At arrival, original copies of the CITES permits must be presented to NParks or ICA officers at the port of entry, for inspection and/or endorsement during clearance. Failure to do so may result in a delay in clearance or detention of your consignment. Action may be taken against importers who do not comply with requirements under the Endangered Species (Import and Export) Act.

After clearance, you have to submit the original copy of the foreign CITES permit NParks for recording. The imported quantity will then be updated into the LicenceOne system. If required, importers can apply for a CITES re-export permit online thereafter.

For more information on the import procedures of live plants and its products, please refer here.

 

Export and re-export of CITES-listed plants and plant products

Before exporting or re-exporting your CITES-listed plants and plant products, you are required to find out the import requirements of your country of destination. You can usually obtain information about these requirements from the website of the destination country’s relevant government authority.

Once you have obtained the necessary documentation (e.g. import permits) to fulfil the import requirements of your destination country, you can proceed to apply for a phytosanitary certificate via LicenceOne.

In Singapore, the phytosanitary certificate is recognised as a certificate of artificial propagation. It can be used in lieu of a CITES permit for the export or re-export of artificially propagated CITES-listed plant species under Appendix II or III.

Please refer to the following guide for the export and re-export requirements for CITES-listed plants and plant products:

Type Appendix Would you require a CITES export permit from NParks? Would you require a CITES import permit from country of destination? Remarks
Live plants (eg. Orchids, Cacti) I Yes Check with country of destination.  

Export and re-export is permitted only for artificially propagated CITES-listed species under Appendix I.

Export and re-export of wild CITES-listed species under Appendix I will be considered on a case-to-case basis.

   II and III

Artificially propagated CITES-listed plant species

Phytosanitary certificate is used in lieu of a CITES export or re-export permit.

Wild CITES-listed plant species

A CITES export or re-export permit is required.


Check with country of destination  
 Dead plants, parts and products (eg. manufactured products from Rosewood, Agarwood) I Yes **Check with country of destination. Approval for export or re-export will be considered only on a case-by-case basis.
  II and III Yes **Check with country of destination.  

*There are permit exemptions accorded to certain CITES-listed plant species. Please refer to “The Schedule of the Endangered Species (Import and Export) Act” for more details. If in doubt, please drop us a message here.

**Before arranging to ship out your CITES-listed plants or plant products, you are advised to check if a CITES import permit issued by the CITES authorities of your destination country is required.

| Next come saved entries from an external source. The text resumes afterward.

//! Input size limits shared by the CLI and the MCP server.

use crate::error::{InputError, InputResult};

/// Default maximum input size: 5 MiB.
pub const DEFAULT_MAX_INPUT_BYTES: usize = 5 * 1024 * 1024;

/// Reject inputs larger than `max_bytes`. `None` disables the check.
pub const fn validate_input_size(size: usize, max_bytes: Option<usize>) -> InputResult<()> {
    match max_bytes {
        Some(limit) if size > limit => Err(InputError::TooLarge { size, limit }),
        _ => Ok(()),
    }
}
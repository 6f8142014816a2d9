//! Analyze command — readability score, complex words, and suggestions.

use anyhow::bail;
use camino::Utf8PathBuf;
use clap::Args;
use owo_colors::OwoColorize;
use tracing::{debug, instrument};

use inkgauge_core::readability::{self, ReadabilityReport, ScoreBand, Suggestion};

use super::read_input_file;

/// Printed instead of a report when the document is empty.
pub const NO_CONTENT_MESSAGE: &str = "No content to analyze.";

/// Printed when a report carries no suggestions.
pub const NO_ISSUES_MESSAGE: &str = "No major issues found in your writing!";

/// Arguments for the `analyze` subcommand.
#[derive(Args, Debug)]
pub struct AnalyzeArgs {
    /// File to analyze (HTML or plain text).
    pub file: Utf8PathBuf,

    /// Maximum acceptable readability score (1–10).
    #[arg(long)]
    pub max_score: Option<f64>,
}

/// Analyze a file and print its readability report.
#[instrument(name = "cmd_analyze", skip_all, fields(file = %args.file))]
pub fn cmd_analyze(
    args: AnalyzeArgs,
    global_json: bool,
    config_max_score: Option<f64>,
    max_input_bytes: Option<usize>,
) -> anyhow::Result<()> {
    debug!(file = %args.file, max_score = ?args.max_score, "executing analyze command");

    let content = read_input_file(&args.file, max_input_bytes)?;

    if content.is_empty() {
        debug!(file = %args.file, "empty document, skipping analysis");
        if global_json {
            println!("null");
        } else {
            println!("{}", NO_CONTENT_MESSAGE.dimmed());
        }
        return Ok(());
    }

    let max_score = args.max_score.or(config_max_score);
    let report = readability::check_readability(&content, max_score);

    if global_json {
        println!("{}", serde_json::to_string_pretty(&report)?);
        return Ok(());
    }

    println!("{}", args.file.bold());
    print_report(&report);

    if report.over_max {
        let max = report.max_score.unwrap_or(0.0);
        bail!(
            "{} scores {:.1}/10 (max: {:.1}). Simplify complex words or shorten sentences.",
            args.file,
            report.readability_score,
            max,
        );
    } else if let Some(max) = report.max_score {
        println!(
            "\n{} {} scores {:.1}/10 (max: {:.1})",
            "PASS:".green(),
            args.file,
            report.readability_score,
            max,
        );
    }

    Ok(())
}

fn print_report(report: &ReadabilityReport) {
    let score = format!("{:.1}/10", report.readability_score);
    let score = match report.band {
        ScoreBand::Easy => score.green().to_string(),
        ScoreBand::Moderate => score.yellow().to_string(),
        ScoreBand::Hard => score.red().to_string(),
    };
    println!(
        "\n  {} {} ({}), {} sentences, {} words",
        "Readability:".cyan(),
        score,
        report.band,
        report.sentences,
        report.terms,
    );

    if report.suggestions.is_empty() {
        println!("\n  {}", NO_ISSUES_MESSAGE.green());
        return;
    }

    println!("\n  {}", "Suggestions:".cyan());
    for suggestion in &report.suggestions {
        println!(
            "    {} {}",
            format!("[{}]", suggestion.kind()).yellow(),
            suggestion.message()
        );
        if let Suggestion::Complexity { words, .. } = suggestion {
            for word in words {
                println!("      - {word}");
            }
        }
    }
}
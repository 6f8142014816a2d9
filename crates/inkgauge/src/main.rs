//! inkgauge CLI
#![deny(unsafe_code)]

use std::path::PathBuf;

use anyhow::{Context, anyhow};
use camino::Utf8PathBuf;
use clap::Parser;
use inkgauge::{Cli, Commands, GlobalArgs, commands};
use inkgauge_core::config::{Config, ConfigLoader, ConfigSources};
use tracing::debug;

mod observability;

fn main() -> anyhow::Result<()> {
    let cli = Cli::parse();
    cli.global.color.apply();

    if cli.version_only {
        println!("{}", env!("CARGO_PKG_VERSION"));
        return Ok(());
    }
    // clap prints help when neither a subcommand nor --version-only is given
    let Some(command) = cli.command else {
        return Ok(());
    };

    let global = cli.global;
    if let Some(dir) = &global.chdir {
        std::env::set_current_dir(dir)
            .with_context(|| format!("cannot change into {}", dir.display()))?;
    }

    let (config, sources) = load_config(&global)?;

    let logs = observability::ObservabilityConfig::from_env_with_overrides(
        config.log_dir.clone().map(Utf8PathBuf::into_std_path_buf),
    );
    let filter = observability::env_filter(global.quiet, global.verbose, config.log_level.as_str());
    let _guard =
        observability::init_observability(&logs, filter).context("failed to set up logging")?;
    debug!(?global, files = ?sources.iter().collect::<Vec<_>>(), "starting");

    let result = run(command, &global, config, &sources);
    if let Err(err) = &result {
        tracing::error!(error = %err, "command failed");
    }
    result
}

fn load_config(global: &GlobalArgs) -> anyhow::Result<(Config, ConfigSources)> {
    let cwd = std::env::current_dir().context("cannot read the working directory")?;
    let mut loader = ConfigLoader::new().with_project_search(utf8(cwd, "working directory")?);
    if let Some(path) = &global.config {
        loader = loader.with_file(utf8(path.clone(), "config path")?);
    }
    loader.load().context("failed to load configuration")
}

fn utf8(path: PathBuf, what: &str) -> anyhow::Result<Utf8PathBuf> {
    Utf8PathBuf::from_path_buf(path)
        .map_err(|path| anyhow!("{what} is not valid UTF-8: {}", path.display()))
}

fn run(
    command: Commands,
    global: &GlobalArgs,
    config: Config,
    sources: &ConfigSources,
) -> anyhow::Result<()> {
    let input_limit = config.input_limit();
    match command {
        Commands::Analyze(args) => {
            commands::analyze::cmd_analyze(args, global.json, config.max_score, input_limit)
        }
        Commands::Info(args) => commands::info::cmd_info(args, global.json, &config, sources),
        #[cfg(feature = "mcp")]
        Commands::Serve(args) => tokio::runtime::Runtime::new()
            .context("failed to start the async runtime")?
            .block_on(commands::serve::cmd_serve(args, input_limit, config)),
    }
}
//! Info command: version and the configuration this run resolved.

use std::fmt::Display;

use camino::Utf8Path;
use clap::Args;
use owo_colors::OwoColorize;
use serde::Serialize;
use tracing::{debug, instrument};

use inkgauge_core::config::{Config, ConfigSources};

/// Arguments for the `info` subcommand.
#[derive(Args, Debug, Default)]
pub struct InfoArgs {}

#[derive(Debug, Serialize)]
struct InfoReport<'a> {
    name: &'static str,
    version: &'static str,
    description: &'static str,
    license: &'static str,
    repository: &'static str,
    config: EffectiveConfig<'a>,
}

/// What `analyze` and `serve` will run with.
#[derive(Debug, Serialize)]
struct EffectiveConfig<'a> {
    /// The file whose values win.
    config_file: Option<&'a Utf8Path>,
    /// Every file merged, lowest precedence first.
    config_files: Vec<&'a Utf8Path>,
    log_level: &'static str,
    log_dir: Option<&'a Utf8Path>,
    max_score: Option<f64>,
    /// `None` when the limit is disabled.
    max_input_bytes: Option<usize>,
}

impl<'a> EffectiveConfig<'a> {
    fn new(config: &'a Config, sources: &'a ConfigSources) -> Self {
        Self {
            config_file: sources.primary(),
            config_files: sources.iter().collect(),
            log_level: config.log_level.as_str(),
            log_dir: config.log_dir.as_deref(),
            max_score: config.max_score,
            max_input_bytes: config.input_limit(),
        }
    }
}

/// Print package details and the effective configuration.
#[instrument(name = "cmd_info", skip_all)]
pub fn cmd_info(
    _args: InfoArgs,
    global_json: bool,
    config: &Config,
    sources: &ConfigSources,
) -> anyhow::Result<()> {
    debug!(json = global_json, "executing info command");

    let report = InfoReport {
        name: env!("CARGO_PKG_NAME"),
        version: env!("CARGO_PKG_VERSION"),
        description: env!("CARGO_PKG_DESCRIPTION"),
        license: env!("CARGO_PKG_LICENSE"),
        repository: env!("CARGO_PKG_REPOSITORY"),
        config: EffectiveConfig::new(config, sources),
    };

    if global_json {
        println!("{}", serde_json::to_string_pretty(&report)?);
    } else {
        print_text(&report);
    }
    Ok(())
}

fn print_text(report: &InfoReport<'_>) {
    println!("{} {}", report.name.bold(), report.version.green());
    println!("{}", report.description);
    row("License", report.license);
    row("Repository", report.repository.cyan());

    let config = &report.config;
    println!("\n{}", "Configuration".bold().underline());
    match config.config_files.as_slice() {
        [] => row("Config file", "none loaded".yellow()),
        files => {
            for file in files {
                row("Config file", file.cyan());
            }
        }
    }
    row("Log level", config.log_level);
    if let Some(dir) = config.log_dir {
        row("Log directory", dir);
    }

    println!("\n{}", "Readability gate".bold().underline());
    match config.max_score {
        Some(max) => row("Max score", format!("{max:.1}/10")),
        None => row("Max score", "not set".dimmed()),
    }
    match config.max_input_bytes {
        Some(limit) => row("Input limit", format!("{limit} bytes")),
        None => row("Input limit", "disabled".yellow()),
    }
}

fn row(label: &str, value: impl Display) {
    println!("  {} {value}", format!("{label}:").dimmed());
}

You can find the contacts of the CITES authorities here.

Please obtain all shipping documents including CITES permits and TradeNet Cargo Clearance Permits prior to the departure of your consignment from Singapore. For more information how to obtain the relevant permits, please refer to our guidelines here.

Please ensure that your CITES export or re-export permit is endorsed at the port of exit by NParks or ICA officers prior to departure. It is invalid without the endorsement and your shipment may be refused entry into or confiscated at the country of destination.

Transit or transhipment of CITES plants and products via Singapore (no local consignee)

For the transit or transhipment of CITES-listed plants and plant products through Singapore which does not involve a local consignee, the consignment must be accompanied by a CITES export or re-export permit from the exporting or re-exporting country and if required, a CITES import permit from the country of destination. Failure to ensure compliance with CITES may result in delay or detention of the consignment. Action may be taken against agents who do not comply with requirements under the Endangered Species (Import and Export) Act.